- MATERIAL PROVIDED

********

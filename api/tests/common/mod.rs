//! Shared fixtures for HTTP tests

#![allow(dead_code)]

use std::sync::Arc;

use actix_web::web;

use mall_api::AppState;
use mall_core::repositories::MockAreaRepository;
use mall_core::services::{
    AreaService, AreaServiceConfig, MockCacheService, MockCaptchaRenderer, MockSmsService,
    VerificationService, VerificationServiceConfig,
};

pub type TestState =
    AppState<MockAreaRepository, MockCacheService, MockSmsService, MockCaptchaRenderer>;

pub struct TestContext {
    pub state: web::Data<TestState>,
    pub repository: Arc<MockAreaRepository>,
    pub area_cache: Arc<MockCacheService>,
    pub verification_cache: Arc<MockCacheService>,
    pub sms: Arc<MockSmsService>,
}

pub fn context() -> TestContext {
    context_with_renderer(MockCaptchaRenderer::default())
}

pub fn context_with_renderer(renderer: MockCaptchaRenderer) -> TestContext {
    let repository = Arc::new(MockAreaRepository::with_sample_data());
    let area_cache = Arc::new(MockCacheService::new());
    let verification_cache = Arc::new(MockCacheService::new());
    let sms = Arc::new(MockSmsService::new(false));

    let area_service = Arc::new(AreaService::new(
        repository.clone(),
        area_cache.clone(),
        AreaServiceConfig::default(),
    ));
    let verification_service = Arc::new(VerificationService::new(
        sms.clone(),
        verification_cache.clone(),
        Arc::new(renderer),
        VerificationServiceConfig::default(),
    ));

    TestContext {
        state: web::Data::new(AppState::new(area_service, verification_service)),
        repository,
        area_cache,
        verification_cache,
        sms,
    }
}
//! Domain error to HTTP response mapping
//!
//! Every failure leaves the API through [`handle_domain_error_with_lang`], so
//! the status code, `RetCode` and message for each error class live here.

use actix_web::{http::StatusCode, HttpRequest, HttpResponse};

use mall_core::errors::{DomainError, VerificationError};
use mall_shared::{JsonResponse, RetCode};

use crate::i18n::Language;

const STORE_ERROR_MESSAGE: &str = "Storage service unavailable | 数据库错误";
const INTERNAL_ERROR_MESSAGE: &str = "Internal server error | 服务器内部错误";

/// HTTP status and business code for a domain error
pub fn classify(error: &DomainError) -> (StatusCode, RetCode) {
    match error {
        DomainError::Validation { .. } => (StatusCode::BAD_REQUEST, RetCode::ParamErr),
        DomainError::MissingParameter { .. } => {
            (StatusCode::BAD_REQUEST, RetCode::NecessaryParamErr)
        }
        DomainError::NotFound { .. } => (StatusCode::NOT_FOUND, RetCode::ParamErr),
        DomainError::RateLimited { .. } => (StatusCode::TOO_MANY_REQUESTS, RetCode::ThrottlingErr),
        DomainError::Verification(VerificationError::ImageCodeExpired)
        | DomainError::Verification(VerificationError::ImageCodeMismatch) => {
            (StatusCode::BAD_REQUEST, RetCode::ImageCodeErr)
        }
        DomainError::Verification(VerificationError::SmsCodeExpired)
        | DomainError::Verification(VerificationError::SmsCodeMismatch) => {
            (StatusCode::BAD_REQUEST, RetCode::SmsCodeErr)
        }
        DomainError::Database { .. } | DomainError::Cache { .. } | DomainError::Internal { .. } => {
            (StatusCode::INTERNAL_SERVER_ERROR, RetCode::DbErr)
        }
    }
}

/// Message shown to the client; store and internal details stay in the logs
fn client_message(error: &DomainError, lang: Language) -> String {
    match error {
        DomainError::Database { .. } | DomainError::Cache { .. } => {
            lang.localize(STORE_ERROR_MESSAGE).to_string()
        }
        DomainError::Internal { .. } => lang.localize(INTERNAL_ERROR_MESSAGE).to_string(),
        other => lang.localize(&other.to_string()).to_string(),
    }
}

pub fn handle_domain_error(error: &DomainError) -> HttpResponse {
    handle_domain_error_with_lang(error, Language::English)
}

pub fn handle_domain_error_with_lang(error: &DomainError, lang: Language) -> HttpResponse {
    let (status, code) = classify(error);

    if status.is_server_error() {
        tracing::error!(code = %code, error = %error, "Request failed");
    } else {
        tracing::warn!(code = %code, error = %error, "Request rejected");
    }

    let body = JsonResponse::message(code, client_message(error, lang));
    HttpResponse::build(status).json(body)
}

/// Render an error in the language requested by `req`
pub fn to_response(error: &DomainError, req: &HttpRequest) -> HttpResponse {
    handle_domain_error_with_lang(error, Language::from_request(req))
}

********

- DIRECTIONS
Output every line above so that it reads exactly as before.

- WRITTEN RESPONSE
filename api/tests/common/mod.rs
//! Shared fixtures for HTTP tests

#![allow(dead_code)]

use std::sync::Arc;

use actix_web::web;

use mall_api::AppState;
use mall_core::repositories::MockAreaRepository;
use mall_core::services::{
    AreaService, AreaServiceConfig, MockCacheService, MockCaptchaRenderer, MockSmsService,
    VerificationService, VerificationServiceConfig,
};

pub type TestState =
    AppState<MockAreaRepository, MockCacheService, MockSmsService, MockCaptchaRenderer>;

pub struct TestContext {
    pub state: web::Data<TestState>,
    pub repository: Arc<MockAreaRepository>,
    pub area_cache: Arc<MockCacheService>,
    pub verification_cache: Arc<MockCacheService>,
    pub sms: Arc<MockSmsService>,
}

pub fn context() -> TestContext {
    context_with_renderer(MockCaptchaRenderer::default())
}

pub fn context_with_renderer(renderer: MockCaptchaRenderer) -> TestContext {
    let repository = Arc::new(MockAreaRepository::with_sample_data());
    let area_cache = Arc::new(MockCacheService::new());
    let verification_cache = Arc::new(MockCacheService::new());
    let sms = Arc::new(MockSmsService::new(false));

    let area_service = Arc::new(AreaService::new(
        repository.clone(),
        area_cache.clone(),
        AreaServiceConfig::default(),
    ));
    let verification_service = Arc::new(VerificationService::new(
        sms.clone(),
        verification_cache.clone(),
        Arc::new(renderer),
        VerificationServiceConfig::default(),
    ));

    TestContext {
        state: web::Data::new(AppState::new(area_service, verification_service)),
        repository,
        area_cache,
        verification_cache,
        sms,
    }
}
//! Domain error to HTTP response mapping
//!
//! Every failure leaves the API through [`handle_domain_error_with_lang`], so
//! the status code, `RetCode` and message for each error class live here.

use actix_web::{http::StatusCode, HttpRequest, HttpResponse};

use mall_core::errors::{DomainError, VerificationError};
use mall_shared::{JsonResponse, RetCode};

use crate::i18n::Language;

const STORE_ERROR_MESSAGE: &str = "Storage service unavailable | 数据库错误";
const INTERNAL_ERROR_MESSAGE: &str = "Internal server error | 服务器内部错误";

/// HTTP status and business code for a domain error
pub fn classify(error: &DomainError) -> (StatusCode, RetCode) {
    match error {
        DomainError::Validation { .. } => (StatusCode::BAD_REQUEST, RetCode::ParamErr),
        DomainError::MissingParameter { .. } => {
            (StatusCode::BAD_REQUEST, RetCode::NecessaryParamErr)
        }
        DomainError::NotFound { .. } => (StatusCode::NOT_FOUND, RetCode::ParamErr),
        DomainError::RateLimited { .. } => (StatusCode::TOO_MANY_REQUESTS, RetCode::ThrottlingErr),
        DomainError::Verification(VerificationError::ImageCodeExpired)
        | DomainError::Verification(VerificationError::ImageCodeMismatch) => {
            (StatusCode::BAD_REQUEST, RetCode::ImageCodeErr)
        }
        DomainError::Verification(VerificationError::SmsCodeExpired)
        | DomainError::Verification(VerificationError::SmsCodeMismatch) => {
            (StatusCode::BAD_REQUEST, RetCode::SmsCodeErr)
        }
        DomainError::Database { .. } | DomainError::Cache { .. } | DomainError::Internal { .. } => {
            (StatusCode::INTERNAL_SERVER_ERROR, RetCode::DbErr)
        }
    }
}

/// Message shown to the client; store and internal details stay in the logs
fn client_message(error: &DomainError, lang: Language) -> String {
    match error {
        DomainError::Database { .. } | DomainError::Cache { .. } => {
            lang.localize(STORE_ERROR_MESSAGE).to_string()
        }
        DomainError::Internal { .. } => lang.localize(INTERNAL_ERROR_MESSAGE).to_string(),
        other => lang.localize(&other.to_string()).to_string(),
    }
}

pub fn handle_domain_error(error: &DomainError) -> HttpResponse {
    handle_domain_error_with_lang(error, Language::English)
}

pub fn handle_domain_error_with_lang(error: &DomainError, lang: Language) -> HttpResponse {
    let (status, code) = classify(error);

    if status.is_server_error() {
        tracing::error!(code = %code, error = %error, "Request failed");
    } else {
        tracing::warn!(code = %code, error = %error, "Request rejected");
    }

    let body = JsonResponse::message(code, client_message(error, lang));
    HttpResponse::build(status).json(body)
}

/// Render an error in the language requested by `req`
pub fn to_response(error: &DomainError, req: &HttpRequest) -> HttpResponse {
    handle_domain_error_with_lang(error, Language::from_request(req))
}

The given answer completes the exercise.